Assignment :: What is needed is the number of lines in the data below that include "impl", stated by itself.

Provided material ::

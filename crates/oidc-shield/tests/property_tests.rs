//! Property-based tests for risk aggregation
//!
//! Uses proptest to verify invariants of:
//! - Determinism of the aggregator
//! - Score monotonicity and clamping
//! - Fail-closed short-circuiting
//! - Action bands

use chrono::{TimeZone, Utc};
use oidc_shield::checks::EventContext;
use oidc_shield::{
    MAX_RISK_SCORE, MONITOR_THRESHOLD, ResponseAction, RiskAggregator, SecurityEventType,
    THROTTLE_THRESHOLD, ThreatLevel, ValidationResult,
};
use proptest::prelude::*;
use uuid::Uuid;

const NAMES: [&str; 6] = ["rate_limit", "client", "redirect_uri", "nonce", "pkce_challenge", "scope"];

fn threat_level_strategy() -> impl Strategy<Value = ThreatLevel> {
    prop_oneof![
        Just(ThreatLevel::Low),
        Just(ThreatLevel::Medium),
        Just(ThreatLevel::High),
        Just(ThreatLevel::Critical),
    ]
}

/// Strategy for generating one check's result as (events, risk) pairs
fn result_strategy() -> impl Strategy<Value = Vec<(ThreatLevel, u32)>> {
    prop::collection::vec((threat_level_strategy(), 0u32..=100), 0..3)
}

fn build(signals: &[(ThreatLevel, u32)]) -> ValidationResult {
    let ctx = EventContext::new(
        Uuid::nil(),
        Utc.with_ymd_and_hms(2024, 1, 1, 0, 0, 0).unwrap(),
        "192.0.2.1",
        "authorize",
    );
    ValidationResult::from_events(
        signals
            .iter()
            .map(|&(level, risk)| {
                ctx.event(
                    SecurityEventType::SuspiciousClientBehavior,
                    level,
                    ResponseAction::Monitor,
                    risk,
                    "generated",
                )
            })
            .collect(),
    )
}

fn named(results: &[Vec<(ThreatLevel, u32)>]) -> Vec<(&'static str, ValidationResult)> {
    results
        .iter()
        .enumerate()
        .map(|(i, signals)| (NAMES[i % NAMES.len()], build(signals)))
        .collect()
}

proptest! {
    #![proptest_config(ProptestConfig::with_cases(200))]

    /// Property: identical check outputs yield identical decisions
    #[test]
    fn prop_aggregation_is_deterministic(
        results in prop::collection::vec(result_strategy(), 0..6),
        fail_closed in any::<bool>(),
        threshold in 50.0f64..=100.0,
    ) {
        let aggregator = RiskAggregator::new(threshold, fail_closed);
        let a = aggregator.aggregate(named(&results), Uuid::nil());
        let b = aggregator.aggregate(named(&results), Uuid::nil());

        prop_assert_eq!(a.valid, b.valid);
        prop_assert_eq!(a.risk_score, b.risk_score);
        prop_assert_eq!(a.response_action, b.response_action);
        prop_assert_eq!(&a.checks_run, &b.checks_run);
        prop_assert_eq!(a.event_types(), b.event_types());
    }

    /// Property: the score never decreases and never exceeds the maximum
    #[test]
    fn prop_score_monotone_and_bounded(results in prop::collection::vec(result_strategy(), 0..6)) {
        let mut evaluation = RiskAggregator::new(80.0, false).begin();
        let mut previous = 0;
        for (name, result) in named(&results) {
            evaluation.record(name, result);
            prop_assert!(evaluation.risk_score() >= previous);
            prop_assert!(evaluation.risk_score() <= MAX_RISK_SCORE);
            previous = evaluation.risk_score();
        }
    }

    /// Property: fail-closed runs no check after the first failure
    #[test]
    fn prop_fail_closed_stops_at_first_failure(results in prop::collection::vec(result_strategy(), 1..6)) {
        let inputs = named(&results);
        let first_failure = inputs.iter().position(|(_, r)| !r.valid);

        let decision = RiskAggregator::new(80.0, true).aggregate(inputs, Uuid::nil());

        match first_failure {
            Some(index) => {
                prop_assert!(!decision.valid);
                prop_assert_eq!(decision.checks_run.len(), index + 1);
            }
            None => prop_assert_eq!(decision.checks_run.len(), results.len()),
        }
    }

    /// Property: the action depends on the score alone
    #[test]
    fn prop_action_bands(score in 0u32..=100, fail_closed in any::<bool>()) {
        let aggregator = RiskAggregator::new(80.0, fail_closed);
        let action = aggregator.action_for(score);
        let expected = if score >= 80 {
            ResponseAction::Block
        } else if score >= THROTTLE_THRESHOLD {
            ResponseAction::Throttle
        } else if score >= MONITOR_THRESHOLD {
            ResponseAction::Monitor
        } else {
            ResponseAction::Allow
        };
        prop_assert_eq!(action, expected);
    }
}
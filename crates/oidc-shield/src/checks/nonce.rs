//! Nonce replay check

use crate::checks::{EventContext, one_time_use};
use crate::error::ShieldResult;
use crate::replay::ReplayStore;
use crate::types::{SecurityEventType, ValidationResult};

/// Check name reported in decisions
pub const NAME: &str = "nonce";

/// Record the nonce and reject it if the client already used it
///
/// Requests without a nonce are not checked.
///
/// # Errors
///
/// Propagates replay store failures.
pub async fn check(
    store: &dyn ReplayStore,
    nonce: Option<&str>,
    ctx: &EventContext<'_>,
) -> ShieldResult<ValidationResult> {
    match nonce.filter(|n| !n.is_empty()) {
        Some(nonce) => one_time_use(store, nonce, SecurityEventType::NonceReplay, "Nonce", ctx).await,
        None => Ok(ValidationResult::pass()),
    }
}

Your response :: 2